> **Data**
________________________

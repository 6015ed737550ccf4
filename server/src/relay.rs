//! Relay-Register – Send-Queues aller angemeldeten Clients
//!
//! Das Relay kennt nur Namen und Queues. Handshake-Werte und Chiffrate
//! werden unveraendert an den Empfaenger im `to`-Feld weitergereicht.

use dashmap::mapref::entry::Entry;
use dashmap::DashMap;
use thiserror::Error;
use tokio::sync::mpsc;

use kryptochat_protocol::{name_gueltig, DataPackage};

/// Gruende, aus denen eine Anmeldung abgelehnt wird
#[derive(Debug, Error, PartialEq, Eq)]
pub enum AnmeldeFehler {
    #[error("Ungueltiger Name: '{0}'")]
    UngueltigerName(String),

    #[error("Name bereits vergeben: '{0}'")]
    NameVergeben(String),

    #[error("Relay voll ({max} Clients)")]
    Voll { max: usize },
}

/// Gemeinsamer Zustand aller Verbindungen
///
/// Thread-safe via DashMap; wird als `Arc<RelayZustand>` geteilt.
pub struct RelayZustand {
    clients: DashMap<String, mpsc::Sender<DataPackage>>,
    max_clients: usize,
    queue_groesse: usize,
}

impl RelayZustand {
    pub fn neu(max_clients: usize, queue_groesse: usize) -> Self {
        Self {
            clients: DashMap::new(),
            max_clients,
            queue_groesse,
        }
    }

    /// Meldet `name` an und gibt die Empfangs-Queue der Verbindung zurueck
    pub fn registrieren(&self, name: &str) -> Result<mpsc::Receiver<DataPackage>, AnmeldeFehler> {
        if !name_gueltig(name) {
            return Err(AnmeldeFehler::UngueltigerName(name.to_string()));
        }
        if self.clients.len() >= self.max_clients {
            return Err(AnmeldeFehler::Voll {
                max: self.max_clients,
            });
        }

        match self.clients.entry(name.to_string()) {
            Entry::Occupied(_) => Err(AnmeldeFehler::NameVergeben(name.to_string())),
            Entry::Vacant(platz) => {
                let (tx, rx) = mpsc::channel(self.queue_groesse);
                platz.insert(tx);
                tracing::debug!(name, "Client im Relay registriert");
                Ok(rx)
            }
        }
    }

    pub fn entfernen(&self, name: &str) {
        if self.clients.remove(name).is_some() {
            tracing::debug!(name, "Client aus Relay entfernt");
        }
    }

    pub fn ist_registriert(&self, name: &str) -> bool {
        self.clients.contains_key(name)
    }

    pub fn anzahl(&self) -> usize {
        self.clients.len()
    }

    /// Angemeldete Namen, alphabetisch sortiert
    pub fn mitglieder(&self) -> Vec<String> {
        let mut namen: Vec<String> = self.clients.iter().map(|e| e.key().clone()).collect();
        namen.sort();
        namen
    }

    /// Reiht `paket` nicht-blockierend beim Empfaenger ein
    ///
    /// Gibt `false` zurueck wenn der Empfaenger fehlt, unbekannt ist oder
    /// seine Queue voll ist; das Paket ist dann verworfen.
    pub fn weiterleiten(&self, paket: DataPackage) -> bool {
        let Some(ziel) = paket.to.clone() else {
            tracing::warn!(from = %paket.from, header = %paket.header, "Paket ohne Empfaenger verworfen");
            return false;
        };

        let Some(sender) = self.clients.get(&ziel).map(|e| e.value().clone()) else {
            tracing::warn!(from = %paket.from, to = %ziel, "Unbekannter Empfaenger, Paket verworfen");
            return false;
        };

        match sender.try_send(paket) {
            Ok(()) => true,
            Err(mpsc::error::TrySendError::Full(p)) => {
                tracing::warn!(from = %p.from, to = %ziel, "Send-Queue voll – Paket verworfen");
                false
            }
            Err(mpsc::error::TrySendError::Closed(_)) => {
                tracing::debug!(to = %ziel, "Send-Queue geschlossen (Client getrennt)");
                false
            }
        }
    }
}

// ---------------------------------------------------------------------------
// Tests
// ---------------------------------------------------------------------------

#[cfg(test)]
mod tests {
    use super::*;
    use kryptochat_protocol::Header;

    fn zustand() -> RelayZustand {
        RelayZustand::neu(8, 4)
    }

    #[tokio::test]
    async fn registrieren_und_weiterleiten() {
        let relay = zustand();
        let _rx_alice = relay.registrieren("alice").unwrap();
        let mut rx_bob = relay.registrieren("bob").unwrap();
        assert!(relay.ist_registriert("bob"));

        let paket = DataPackage::nachricht("alice", "bob", vec![1, 2, 3]);
        assert!(relay.weiterleiten(paket.clone()));

        let empfangen = rx_bob.try_recv().expect("Paket muss vorhanden sein");
        assert_eq!(empfangen, paket);
    }

    #[test]
    fn doppelter_name_wird_abgelehnt() {
        let relay = zustand();
        let _rx = relay.registrieren("alice").unwrap();
        assert_eq!(
            relay.registrieren("alice").unwrap_err(),
            AnmeldeFehler::NameVergeben("alice".into())
        );
        assert_eq!(relay.anzahl(), 1);
    }

    #[test]
    fn ungueltige_namen() {
        let relay = zustand();
        for name in ["", "SERVER", "a b", "<x>"] {
            assert!(
                matches!(relay.registrieren(name), Err(AnmeldeFehler::UngueltigerName(_))),
                "{name:?}"
            );
        }
    }

    #[test]
    fn relay_voll() {
        let relay = RelayZustand::neu(2, 4);
        let _a = relay.registrieren("a").unwrap();
        let _b = relay.registrieren("b").unwrap();
        assert_eq!(
            relay.registrieren("c").unwrap_err(),
            AnmeldeFehler::Voll { max: 2 }
        );

        relay.entfernen("a");
        assert!(relay.registrieren("c").is_ok());
    }

    #[test]
    fn unbekannter_oder_fehlender_empfaenger() {
        let relay = zustand();
        let _rx = relay.registrieren("alice").unwrap();

        assert!(!relay.weiterleiten(DataPackage::zerstoeren("alice", "niemand")));
        assert!(!relay.weiterleiten(DataPackage::id_senden("alice")));
    }

    #[test]
    fn volle_queue_verwirft() {
        let relay = RelayZustand::neu(8, 1);
        let mut rx = relay.registrieren("bob").unwrap();

        assert!(relay.weiterleiten(DataPackage::zerstoeren("alice", "bob")));
        assert!(!relay.weiterleiten(DataPackage::zerstoeren("alice", "bob")));

        assert_eq!(rx.try_recv().unwrap().header, Header::Destroy);
        assert!(rx.try_recv().is_err());
    }

    #[test]
    fn geschlossene_queue() {
        let relay = zustand();
        let rx = relay.registrieren("bob").unwrap();
        drop(rx);
        assert!(!relay.weiterleiten(DataPackage::zerstoeren("alice", "bob")));
    }

    #[test]
    fn mitglieder_sortiert() {
        let relay = zustand();
        let _c = relay.registrieren("carol").unwrap();
        let _a = relay.registrieren("alice").unwrap();
        let _b = relay.registrieren("bob").unwrap();
        assert_eq!(relay.mitglieder(), vec!["alice", "bob", "carol"]);

        relay.entfernen("bob");
        relay.entfernen("bob");
        assert_eq!(relay.mitglieder(), vec!["alice", "carol"]);
    }
}
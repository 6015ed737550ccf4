//! Schluesselvereinbarung zwischen zwei Teilnehmern
//!
//! - `sitzung` - Zustandsmaschine fuer genau einen Peer
//! - `manager` - Sitzungen eines Teilnehmers, eine pro Peer

mod manager;
mod sitzung;

pub use manager::{SessionEreignis, SessionManager};
pub use sitzung::{Aktion, Eingang, EntschluesselteNachricht, KeyAgreementSession, SessionState};
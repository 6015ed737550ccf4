//! Fehlertypen des Clients

use kryptochat_crypto::CryptoError;
use thiserror::Error;

#[derive(Debug, Error)]
pub enum ClientError {
    #[error("Verbindung zum Relay fehlgeschlagen: {0}")]
    Verbindung(#[from] std::io::Error),

    #[error("Ungueltiger Teilnehmername: '{0}'")]
    UngueltigerName(String),

    #[error(transparent)]
    Crypto(#[from] CryptoError),

    #[error("Client ist nicht mehr verbunden")]
    Getrennt,
}

pub type ClientResult<T> = Result<T, ClientError>;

________________________

> **Work instruction**
Determine how many lines of the records contain the word "manager". Reply with the number by itself.

> **Solution for this task**
3